» **Excerpted data**:

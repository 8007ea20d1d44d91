//! The external motion-tracking provider.

use std::collections::HashMap;
use std::sync::{Arc, Mutex};

use meshcal_types::{MarkerId, Vec3};

/// Supplies the live 3-D position of a physical marker in the current
/// tracking session.
pub trait TrackingProvider {
    /// `None` when the marker is not currently tracked.
    fn current_position(&self, marker: MarkerId) -> Option<Vec3>;
}

/// Tracker that never sees anything. Drift detection is skipped.
#[derive(Debug, Default, Clone, Copy)]
pub struct NoTracking;

impl TrackingProvider for NoTracking {
    fn current_position(&self, _marker: MarkerId) -> Option<Vec3> {
        None
    }
}

/// Tracker backed by a position table that callers update by hand.
///
/// Clones share the same table, so a handle kept outside the engine can
/// move markers after the engine took ownership of its copy.
///
/// ```rust
/// use meshcal_kernel::tracking::{ScriptedTracker, TrackingProvider};
/// use meshcal_types::{MarkerId, Vec3};
///
/// let tracker = ScriptedTracker::new();
/// let handle = tracker.clone();
/// let marker = MarkerId::new();
///
/// handle.set(marker, Vec3::new(1.0, 0.0, 2.0));
/// assert_eq!(tracker.current_position(marker), Some(Vec3::new(1.0, 0.0, 2.0)));
/// ```
#[derive(Debug, Default, Clone)]
pub struct ScriptedTracker {
    positions: Arc<Mutex<HashMap<MarkerId, Vec3>>>,
}

impl ScriptedTracker {
    pub fn new() -> Self {
        Self::default()
    }

    pub fn set(&self, marker: MarkerId, position: Vec3) {
        self.table().insert(marker, position);
    }

    pub fn remove(&self, marker: MarkerId) {
        self.table().remove(&marker);
    }

    fn table(&self) -> std::sync::MutexGuard<'_, HashMap<MarkerId, Vec3>> {
        self.positions.lock().unwrap_or_else(|poisoned| poisoned.into_inner())
    }
}

impl TrackingProvider for ScriptedTracker {
    fn current_position(&self, marker: MarkerId) -> Option<Vec3> {
        self.table().get(&marker).copied()
    }
}
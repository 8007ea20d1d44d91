//! Vector primitives shared across the workspace.
//!
//! Positions are metres in a right-handed frame with `y` up (the tracking
//! provider's convention). Floor-plan coordinates are image pixels with `y`
//! pointing down the image.

use std::ops::{Add, AddAssign, Mul, Neg, Sub};

use serde::{Deserialize, Serialize};

// ────────────────────────────────────────────────────────────────────────────
// Vec3
// ────────────────────────────────────────────────────────────────────────────

/// A 3-D position or displacement in metres.
#[derive(Debug, Clone, Copy, PartialEq, Default, Serialize, Deserialize)]
pub struct Vec3 {
    pub x: f32,
    pub y: f32,
    pub z: f32,
}

impl Vec3 {
    pub const fn new(x: f32, y: f32, z: f32) -> Self {
        Self { x, y, z }
    }

    pub const fn zero() -> Self {
        Self::new(0.0, 0.0, 0.0)
    }

    pub fn length(self) -> f32 {
        (self.x * self.x + self.y * self.y + self.z * self.z).sqrt()
    }

    /// Euclidean 3-D distance.
    pub fn distance(self, other: Self) -> f32 {
        (self - other).length()
    }

    /// Distance measured in the horizontal (x/z) plane only.
    pub fn horizontal_distance(self, other: Self) -> f32 {
        let dx = self.x - other.x;
        let dz = self.z - other.z;
        (dx * dx + dz * dz).sqrt()
    }

    /// Heading of this vector in the horizontal plane, `atan2(z, x)`.
    pub fn horizontal_angle(self) -> f32 {
        self.z.atan2(self.x)
    }

    pub fn is_finite(self) -> bool {
        self.x.is_finite() && self.y.is_finite() && self.z.is_finite()
    }
}

impl Add for Vec3 {
    type Output = Self;

    fn add(self, rhs: Self) -> Self {
        Self::new(self.x + rhs.x, self.y + rhs.y, self.z + rhs.z)
    }
}

impl AddAssign for Vec3 {
    fn add_assign(&mut self, rhs: Self) {
        *self = *self + rhs;
    }
}

impl Sub for Vec3 {
    type Output = Self;

    fn sub(self, rhs: Self) -> Self {
        Self::new(self.x - rhs.x, self.y - rhs.y, self.z - rhs.z)
    }
}

impl Mul<f32> for Vec3 {
    type Output = Self;

    fn mul(self, rhs: f32) -> Self {
        Self::new(self.x * rhs, self.y * rhs, self.z * rhs)
    }
}

impl Neg for Vec3 {
    type Output = Self;

    fn neg(self) -> Self {
        Self::new(-self.x, -self.y, -self.z)
    }
}

impl std::fmt::Display for Vec3 {
    fn fmt(&self, f: &mut std::fmt::Formatter<'_>) -> std::fmt::Result {
        write!(f, "({:.3}, {:.3}, {:.3})", self.x, self.y, self.z)
    }
}

// ────────────────────────────────────────────────────────────────────────────
// Point2
// ────────────────────────────────────────────────────────────────────────────

/// A floor-plan coordinate in image pixels.
#[derive(Debug, Clone, Copy, PartialEq, Default, Serialize, Deserialize)]
pub struct Point2 {
    pub x: f32,
    pub y: f32,
}

impl Point2 {
    pub const fn new(x: f32, y: f32) -> Self {
        Self { x, y }
    }

    pub fn distance(self, other: Self) -> f32 {
        let dx = self.x - other.x;
        let dy = self.y - other.y;
        (dx * dx + dy * dy).sqrt()
    }

    /// Lift onto the horizontal plane: plan `x` → `x`, plan `y` → `z`.
    pub fn to_horizontal(self) -> Vec3 {
        Vec3::new(self.x, 0.0, self.y)
    }
}

impl std::fmt::Display for Point2 {
    fn fmt(&self, f: &mut std::fmt::Formatter<'_>) -> std::fmt::Result {
        write!(f, "({:.1}, {:.1})", self.x, self.y)
    }
}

» **Task requirements**:
Set down, word for word, each line from the top of the records above through the line with "in the current".

» **Your response**:
repository 8007ea20d1d44d91
//! The external motion-tracking provider.

use std::collections::HashMap;
use std::sync::{Arc, Mutex};

use meshcal_types::{MarkerId, Vec3};

/// Supplies the live 3-D position of a physical marker in the current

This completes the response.